Un’innata capacità di unire il cantautorato napoletano alla musica elettronica in un qualcosa che molti hanno definito un nuovo genere musicale che si alimenta di contaminazioni sonore. Gaia Eleonora Cipollaro, in arte Dada’, dopo aver partecipato all’edizione 2022 di X Factor e aver pubblicato diversi singoli di successo, nel 2023 lancia “Mammarella”, un progetto musicale unico nel suo genere, a cui ha fatto seguito un tour ricchissimo di date. E il 2024 si apre con il nuovo brano “Doce Doce”, in cui rielabora lo storico jingle del Caffè Kimbo: un sound psichedelico incatenato a ritmi frizzanti, una miscela di sonorità innovative, calde ed ipnotiche accompagnate da lyrics cantate in dialetto napoletano, marchio di fabbrica del percorso artistico e musicale di Dada’.

 

Ciao Dada’, ti va di presentarti? Raccontaci qualcosa di te.
Ciao! Che dire, mi sono sempre sentita molto creativa da piccola e oggi scopro che quasi quasi può anche essere un lavoro. Ho studiato per anni musica classica per poi passare per il folk e approdare oggi, dopo il rifiuto dell’accademicità, a questa nuova sintesi che è DADA’. Vivo sotto la stella dell’accoglienza, della libertà e dell’istinto creativo.

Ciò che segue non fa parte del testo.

//! `snapshot`: publish the latest build to the Central snapshot repository.

use super::require_directory;
use crate::cli::{RuntimeConfig, SnapshotArgs};
use crate::error::Result;
use crate::maven::builder::tool_detection::{GIT, JAVADOC, MAVEN, require_tools};
use crate::maven::builder::{ArtifactBuilder, ArtifactKind, MissingJarPolicy, StagedArtifact, StagingArea};
use crate::maven::error::Error;
use crate::maven::git::resolve_snapshot_version;
use crate::maven::upload::{DeployRequest, SNAPSHOT_REPO_URL, SnapshotDeployer, write_settings_xml};
use crate::maven::upload::snapshot::SNAPSHOT_REPOSITORY_ID;
use crate::maven::{Credentials, ReleaseVersion};
use crate::metadata::load_project;
use std::path::Path;

pub async fn execute(args: &SnapshotArgs, config: &RuntimeConfig) -> Result<i32> {
    deploy_snapshot(&args.artifact_dir, &args.jdbc_root, args.dry_run, config).await
}

/// Builds the artifacts for the next snapshot version and deploys them one by one.
///
/// Platform JARs missing from `artifact_dir` are skipped with a warning. With
/// `dry_run` the run stops after staging: no credentials are read, no
/// `settings.xml` is written and `mvn` is never invoked.
pub(super) async fn deploy_snapshot(
    artifact_dir: &Path,
    jdbc_root: &Path,
    dry_run: bool,
    config: &RuntimeConfig,
) -> Result<i32> {
    let credentials = if dry_run {
        None
    } else {
        Some(Credentials::from_env()?)
    };
    require_directory(artifact_dir, "artifact_dir")?;
    require_directory(jdbc_root, "jdbc_root")?;
    if dry_run {
        require_tools(&[GIT, JAVADOC])?;
    } else {
        require_tools(&[GIT, JAVADOC, MAVEN])?;
    }

    let version = resolve_snapshot_version(jdbc_root).await?;
    let project = load_project(config.project())?;
    config.section(&format!("Deploying SNAPSHOT {version}"))?;

    let staging = StagingArea::new(config.keep_staging())?;
    let builder = ArtifactBuilder::new(
        &project,
        version.clone(),
        artifact_dir,
        jdbc_root,
        staging.path(),
        MissingJarPolicy::Skip,
    );
    config.progress("Building artifacts")?;
    let artifacts = builder.build_all().await?;

    let Some(credentials) = credentials else {
        config.success(&format!(
            "Dry run: {} artifacts staged for {version}, deploy skipped",
            artifacts.len()
        ))?;
        if let Some(kept) = staging.finish() {
            config.indent(&format!("Staging directory kept at {}", kept.display()))?;
        }
        return Ok(0);
    };

    let settings = staging.path().join("settings.xml");
    write_settings_xml(&settings, &credentials).await?;
    let deployer = SnapshotDeployer::new(
        settings,
        &project.group_id,
        &project.artifact_id,
        version.as_str(),
    );
    for request in deploy_requests(&artifacts, &version)? {
        let label = request.classifier.as_deref().unwrap_or("main JAR + POM");
        config.progress(&format!("Deploying {label}"))?;
        deployer.deploy(&request).await?;
    }

    config.success(&format!("SNAPSHOT {version} deployed to {SNAPSHOT_REPO_URL}"))?;
    config.indent(&format!(
        "<dependency><groupId>{}</groupId><artifactId>{}</artifactId><version>{}</version></dependency>",
        project.group_id, project.artifact_id, version
    ))?;
    config.indent(&format!(
        "<repository><id>{SNAPSHOT_REPOSITORY_ID}</id><url>{SNAPSHOT_REPO_URL}</url><snapshots><enabled>true</enabled></snapshots></repository>"
    ))?;

    if let Some(kept) = staging.finish() {
        config.indent(&format!("Staging directory kept at {}", kept.display()))?;
    }
    Ok(0)
}

/// Main JAR with its POM first, then every classified artifact in staging order.
fn deploy_requests(
    artifacts: &[StagedArtifact],
    version: &ReleaseVersion,
) -> Result<Vec<DeployRequest>> {
    let find = |kind: ArtifactKind| {
        artifacts
            .iter()
            .find(|a| a.kind == kind)
            .map(|a| a.path.clone())
            .ok_or_else(|| Error::GenericError(format!("{kind:?} artifact was not staged")))
    };

    let mut requests = vec![DeployRequest {
        file: find(ArtifactKind::Main)?,
        classifier: None,
        pom: Some(find(ArtifactKind::Pom)?),
    }];
    requests.extend(
        artifacts
            .iter()
            .filter_map(|a| a.kind.classifier(version).map(|c| (a, c)))
            .map(|(artifact, classifier)| DeployRequest {
                file: artifact.path.clone(),
                classifier: Some(classifier.to_string()),
                pom: None,
            }),
    );
    Ok(requests)
}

Come è nato il nuovo brano “Doce Doce”? E perché proprio il caffè?
Mi è stato chiesto di rielaborare il jingle storico di Kimbo e l’ho impastato talmente tanto che è diventato il ritornello di un mio brano a cui stavo lavorando e che descrive il piacere di annoiarsi, perché nella noia c’è il seme per la creatività e per l’inventiva. Anche nel momento del caffè è possibile mettere in pausa il mondo per immaginarsi altrove o per dedicarsi a se stessi.

Hai definito questo nuovo brano come una “follia pop art”, ci spieghi meglio?
È stata definita una “follia pop art” sicuramente in primis per i colori e gli accostamenti visivi retrofuturisti e volutamente cangianti. Poi Andy Warhol è il padre di tutto ciò e ha avuto la semplice e immediata prontezza di associare i brand all’arte per esprimere il suo pensiero sulla società consumista di massa americana; io intreccio un brand al mio mondo artistico, perché, in maniera ottimista ed entusiasta, sono convinta che l’arte sia ovunque, anche in una pozzanghera in cui cade una foglia e traccia una scia di bollicine.

Napoli è sempre molto presente nella tua musica e soprattutto il tuo animus partenopeo. Che cosa significano per te le tue origini?
Napoli è una città molto touchy, impossibile schivare le sue carezze e i suoi schiaffi, ma soprattutto il suo solletico. È una realtà che ti lascia addosso il senso dell’ironia più saggia e del sentimento più sincero. Pulcinella, del resto, è simbolo di fragilità e di grande carisma insieme.

Le tue performance dal vivo sono sempre molto intense e particolari. Quanto lavoro c’è dietro?
Ho immaginato e immagino sempre tutto nel dettaglio. Il modo migliore per addormentarmi da bambina era immaginarmi minuziosamente in performance. C’è di sicuro tanto desiderio, lavoro e gavetta dietro, talmente tanto che oggi posso permettermi anche di prendermela un po’ alla leggera su alcuni punti. Su altri sto imparando a fare questo mestiere stesso sul palco e grazie al pubblico.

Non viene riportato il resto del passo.